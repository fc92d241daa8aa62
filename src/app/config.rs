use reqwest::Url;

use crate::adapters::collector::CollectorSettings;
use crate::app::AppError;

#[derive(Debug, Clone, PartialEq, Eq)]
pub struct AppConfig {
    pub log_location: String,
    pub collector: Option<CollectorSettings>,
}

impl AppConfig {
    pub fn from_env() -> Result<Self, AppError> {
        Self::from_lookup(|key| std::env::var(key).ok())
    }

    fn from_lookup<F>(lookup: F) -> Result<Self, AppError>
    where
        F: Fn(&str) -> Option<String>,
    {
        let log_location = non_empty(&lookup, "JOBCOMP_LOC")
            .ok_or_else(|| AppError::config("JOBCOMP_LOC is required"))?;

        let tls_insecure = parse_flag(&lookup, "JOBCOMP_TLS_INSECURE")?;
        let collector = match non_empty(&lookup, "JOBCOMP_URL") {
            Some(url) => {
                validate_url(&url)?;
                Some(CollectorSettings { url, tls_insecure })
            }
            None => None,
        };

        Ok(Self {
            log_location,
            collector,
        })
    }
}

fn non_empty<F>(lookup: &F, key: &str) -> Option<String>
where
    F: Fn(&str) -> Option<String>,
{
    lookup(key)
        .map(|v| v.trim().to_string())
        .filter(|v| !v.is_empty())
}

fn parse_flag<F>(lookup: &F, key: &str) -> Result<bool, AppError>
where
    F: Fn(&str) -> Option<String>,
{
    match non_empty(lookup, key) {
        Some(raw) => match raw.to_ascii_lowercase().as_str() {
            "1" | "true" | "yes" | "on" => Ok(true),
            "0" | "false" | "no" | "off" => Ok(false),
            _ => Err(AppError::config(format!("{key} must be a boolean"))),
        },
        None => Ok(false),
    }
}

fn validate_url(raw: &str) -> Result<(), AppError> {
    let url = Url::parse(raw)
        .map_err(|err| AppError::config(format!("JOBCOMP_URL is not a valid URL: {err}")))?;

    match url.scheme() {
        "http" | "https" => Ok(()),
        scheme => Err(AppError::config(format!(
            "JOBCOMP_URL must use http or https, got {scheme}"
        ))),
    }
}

---

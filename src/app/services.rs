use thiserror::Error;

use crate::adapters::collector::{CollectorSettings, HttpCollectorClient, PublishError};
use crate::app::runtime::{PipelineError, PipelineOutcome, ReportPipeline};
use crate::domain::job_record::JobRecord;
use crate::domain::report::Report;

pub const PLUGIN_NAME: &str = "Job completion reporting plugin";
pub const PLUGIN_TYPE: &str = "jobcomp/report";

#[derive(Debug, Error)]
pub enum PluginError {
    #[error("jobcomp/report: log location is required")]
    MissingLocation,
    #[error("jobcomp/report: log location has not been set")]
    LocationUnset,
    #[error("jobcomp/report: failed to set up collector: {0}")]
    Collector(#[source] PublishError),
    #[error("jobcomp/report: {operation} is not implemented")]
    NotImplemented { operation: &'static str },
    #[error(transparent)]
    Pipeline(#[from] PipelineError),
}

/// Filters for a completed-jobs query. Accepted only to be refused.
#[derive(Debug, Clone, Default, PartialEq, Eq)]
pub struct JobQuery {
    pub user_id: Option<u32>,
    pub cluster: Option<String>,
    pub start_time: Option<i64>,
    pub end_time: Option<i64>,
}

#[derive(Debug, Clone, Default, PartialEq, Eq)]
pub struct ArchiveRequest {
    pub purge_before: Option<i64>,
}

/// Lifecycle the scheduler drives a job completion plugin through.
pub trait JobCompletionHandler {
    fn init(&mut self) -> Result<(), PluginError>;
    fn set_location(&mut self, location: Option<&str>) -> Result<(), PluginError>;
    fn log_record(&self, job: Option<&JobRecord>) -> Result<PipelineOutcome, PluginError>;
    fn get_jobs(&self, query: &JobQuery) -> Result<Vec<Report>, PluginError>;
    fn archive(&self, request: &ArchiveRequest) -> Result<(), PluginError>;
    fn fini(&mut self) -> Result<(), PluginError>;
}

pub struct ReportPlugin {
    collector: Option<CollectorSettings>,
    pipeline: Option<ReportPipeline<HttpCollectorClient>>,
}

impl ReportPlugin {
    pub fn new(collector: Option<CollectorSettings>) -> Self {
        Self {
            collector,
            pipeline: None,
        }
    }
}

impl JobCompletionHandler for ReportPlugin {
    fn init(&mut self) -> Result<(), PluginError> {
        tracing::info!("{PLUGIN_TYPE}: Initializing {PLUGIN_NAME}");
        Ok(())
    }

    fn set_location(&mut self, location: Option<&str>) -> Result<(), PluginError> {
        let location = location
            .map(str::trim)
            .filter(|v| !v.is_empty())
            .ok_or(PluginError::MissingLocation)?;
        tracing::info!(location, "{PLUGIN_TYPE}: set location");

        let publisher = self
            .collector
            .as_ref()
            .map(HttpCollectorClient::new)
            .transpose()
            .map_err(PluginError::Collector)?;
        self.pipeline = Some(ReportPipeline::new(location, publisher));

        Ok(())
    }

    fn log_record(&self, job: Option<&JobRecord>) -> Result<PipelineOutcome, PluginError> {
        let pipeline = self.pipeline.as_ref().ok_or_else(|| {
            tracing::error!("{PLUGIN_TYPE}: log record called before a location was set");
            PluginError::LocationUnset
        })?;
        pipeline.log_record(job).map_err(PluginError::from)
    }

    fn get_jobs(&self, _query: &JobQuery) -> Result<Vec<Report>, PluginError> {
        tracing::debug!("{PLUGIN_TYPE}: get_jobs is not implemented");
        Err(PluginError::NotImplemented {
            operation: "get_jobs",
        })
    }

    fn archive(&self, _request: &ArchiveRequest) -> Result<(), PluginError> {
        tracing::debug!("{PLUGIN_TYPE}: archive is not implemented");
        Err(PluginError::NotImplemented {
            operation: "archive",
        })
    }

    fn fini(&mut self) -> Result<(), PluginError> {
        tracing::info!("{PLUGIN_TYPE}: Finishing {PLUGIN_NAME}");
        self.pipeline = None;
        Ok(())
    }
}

### Work instruction
Would you print, exactly as written, every line above from the one holding "repository fc92d241daa8aa62" through the one holding "pub fn from_env()", with both included and no other lines?

### Exercise output
repository fc92d241daa8aa62
filename src/app/config.rs
use reqwest::Url;

use crate::adapters::collector::CollectorSettings;
use crate::app::AppError;

#[derive(Debug, Clone, PartialEq, Eq)]
pub struct AppConfig {
    pub log_location: String,
    pub collector: Option<CollectorSettings>,
}

impl AppConfig {
    pub fn from_env() -> Result<Self, AppError> {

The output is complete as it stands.